La diplomacia en Oriente Medio enfrenta un momento crítico. A comienzos de esta semana, el aplazamiento de una reunión entre Irán y las potencias del Golfo Pérsico ha sembrado incertidumbre, mientras que los recientes ataques a las rutas de tránsito de petróleo más significativas de la región intensifican la preocupación sobre el suministro energético a nivel mundial.
El lunes, al reabrirse los mercados, los precios del petróleo experimentaron un aumento notable, impulsados por la situación alarmante en Arabia Saudita, el mayor exportador de crudo del mundo. Este país mantuvo cerrado durante todo el fin de semana un oleoducto clave de 1,200 km, que conecta sus costas este y oeste, tras haber sufrido daños debido a ataques con drones el viernes.
Las perspectivas de un avance diplomático se desvanecieron cuando el ministro de Asuntos Exteriores de Omán, Sayyid Badr Albusaidi, comunicó el domingo por la noche que se había decidido aplazar la reunión planeada para el lunes, citando la necesidad de alcanzar un “consenso”. Este encuentro era clave, ya que funcionarios iraníes habían manifestado su voluntad de participar con una propuesta que regulase las rutas marítimas a través del estratégico estrecho de Ormuz.
La situación se complicó más cuando Arabia Saudita decidió cerrar, al menos temporalmente, su vital oleoducto, que ha servido como una alternativa para el transporte de petróleo, evitando el transitado estrecho de Ormuz. Este estrecho, que ya representa un riesgo considerable para las operaciones marítimas, fue escenario de un incidente reciente: un buque resultó atacado por un proyectil, lo que provocó un incendio y la evacuación de su tripulación. Irán, por su parte, informó de un fallecimiento y varios heridos en un buque mercante iraní que fue embestido cerca de sus costas.

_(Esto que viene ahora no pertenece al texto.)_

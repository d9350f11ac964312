#![allow(clippy::expect_used, clippy::unwrap_used, clippy::panic)]
//! Integration tests driving the dialogs and the atom list the way a host page does.

use std::sync::Arc;

use termadmin_core::traits::{
    InMemoryMetadataService, InMemoryWorkflowService, MetadataService, WorkflowService,
};
use termadmin_core::types::{Component, MetadataKind, MetadataRecord, ProjectContext, WorkflowConfig};
use termadmin_view::presenter::{AtomsPresenter, CollapseGlyph};
use termadmin_view::workflow::{
    merge_record, ConfigEditor, SessionState, SubmitError, TermTypeEditor, WorkflowOutcome,
};
use termadmin_view::PresenterConfig;

fn project() -> ProjectContext {
    ProjectContext::new(5, "MTH", "2024AB")
}

#[tokio::test]
async fn config_page_adds_and_merges_result() {
    let service = Arc::new(InMemoryWorkflowService::new());
    service
        .add_workflow_config(5, &WorkflowConfig::with_type("MUTUALLY_EXCLUSIVE"))
        .await
        .unwrap();

    let mut page_list = service.find_workflow_configs(5).await.unwrap();
    let siblings: Arc<[WorkflowConfig]> = page_list.clone().into();

    // Duplicate caught locally.
    let mut editor = ConfigEditor::add(service.clone(), project(), siblings.clone());
    editor.config_mut().unwrap().config_type = "MUTUALLY_EXCLUSIVE".to_string();
    assert_eq!(editor.submit().await, Err(SubmitError::Invalid));
    assert_eq!(editor.errors().len(), 1);

    // Corrected and accepted.
    editor.config_mut().unwrap().config_type = "QUALITY_ASSURANCE".to_string();
    let saved = editor.submit().await.unwrap();
    assert!(editor.errors().is_empty());

    merge_record(&mut page_list, saved);
    assert_eq!(page_list.len(), 2);
    assert_eq!(service.find_workflow_configs(5).await.unwrap(), page_list);
}

#[tokio::test]
async fn config_edit_result_replaces_row() {
    let service = Arc::new(InMemoryWorkflowService::new());
    let stored = service
        .add_workflow_config(5, &WorkflowConfig::with_type("QA"))
        .await
        .unwrap();
    let mut page_list = vec![stored.clone()];

    let mut editor = ConfigEditor::edit(
        service.clone(),
        project(),
        page_list.clone().into(),
        &stored,
    );
    editor.config_mut().unwrap().query_style = Some("LUCENE".to_string());
    let saved = editor.submit().await.unwrap();
    merge_record(&mut page_list, saved);

    assert_eq!(page_list.len(), 1);
    assert_eq!(page_list[0].query_style.as_deref(), Some("LUCENE"));
    assert_eq!(
        service.get_workflow_config(5, stored.id.unwrap()).await.unwrap(),
        page_list[0]
    );
}

#[tokio::test]
async fn term_type_round_through_trait_object() {
    let service: Arc<dyn MetadataService> = Arc::new(InMemoryMetadataService::new());

    let mut add = TermTypeEditor::add(service.clone(), MetadataKind::TermType, project());
    let record = add.record_mut().unwrap();
    record.set_abbreviation("PN");
    record.set_expanded_form("Preferred name");
    let created = add.submit().await.unwrap();
    assert_eq!(created.terminology(), "MTH");
    assert_eq!(created.version(), "2024AB");

    let mut edit = TermTypeEditor::edit(service.clone(), &created, project());
    edit.load().await;
    assert_eq!(edit.record(), Some(&created));
    edit.record_mut()
        .unwrap()
        .set_expanded_form("Preferred name (MTH)");
    let outcome_record = edit.submit().await.unwrap();

    let MetadataRecord::TermType(updated) = outcome_record else {
        panic!("expected a term type");
    };
    assert_eq!(updated.expanded_form, "Preferred name (MTH)");
    assert_eq!(
        service
            .get_term_type("PN", "MTH", "2024AB")
            .await
            .unwrap()
            .expanded_form,
        "Preferred name (MTH)"
    );
}

#[tokio::test]
async fn dismissed_dialog_reports_cancel() {
    let service = Arc::new(InMemoryMetadataService::new());
    let mut editor = TermTypeEditor::add(service, MetadataKind::AttributeName, project());
    assert_eq!(editor.cancel(), WorkflowOutcome::Cancelled);
    assert_eq!(editor.state(), &SessionState::Dismissed);
    assert!(editor.record_mut().is_none());
}

#[test]
fn atom_list_from_service_payload() {
    let json = r#"{
        "id": 1,
        "name": "Heart",
        "terminology": "MTH",
        "version": "2024AB",
        "atoms": [
            {"id": 11, "name": "Heart", "termType": "PN", "hasContent": true},
            {"id": 12, "name": "Cardiac structure", "termType": "SY"},
            {"id": 13, "name": "Heart, NOS", "termType": "SY", "obsolete": true}
        ]
    }"#;
    let component: Component = serde_json::from_str(json).unwrap();

    let mut presenter = AtomsPresenter::new(&PresenterConfig::default());
    presenter.set_component(Some(component));
    assert_eq!(presenter.paged_data().len(), 2);

    let glyphs: Vec<CollapseGlyph> = presenter
        .paged_data()
        .iter()
        .map(AtomsPresenter::collapse_icon)
        .collect();
    assert_eq!(glyphs, vec![CollapseGlyph::Plus, CollapseGlyph::None]);

    presenter.toggle_item_collapse(11);
    assert_eq!(
        AtomsPresenter::collapse_icon(&presenter.paged_data()[0]),
        CollapseGlyph::Minus
    );

    presenter.set_show_hidden(true);
    assert_eq!(presenter.paged_data().len(), 3);
    assert!(presenter.paged_data()[0].expanded);
}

La retórica del presidente Donald Trump también ha resurgido, sugiriendo que Estados Unidos podría adoptar una postura agresiva al “permanecer en Irán” y retener el petróleo, evocando un paralelo con la situación en Venezuela, donde se intentó tomar control de un porcentaje significativo de las reservas petroleras del país. Durante una visita a Irlanda, Trump reiteró que se espera que la guerra con Irán concluya pronto, tal vez antes de las elecciones intermedias en EE. UU., y afirmó que Ankara está “desesperada” por un acuerdo.
Más aún, el presidente insinuó que, una vez finalizado el conflicto, los precios de la gasolina experimentarían una drástica caída. “Podría terminar antes de las elecciones legislativas, pero acabará justo después de ellas”, comentó. También, dejó entrever que la salida de EE. UU. del conflicto podría quedar en suspenso si el país decide, como en el caso de Venezuela, quedarse para asegurar el petróleo.
Con estos acontecimientos, Oriente Medio se encuentra en un laberinto de tensiones y movimientos estratégicos que seguirán influyendo en el panorama geopolítico y en los mercados energéticos internacionales.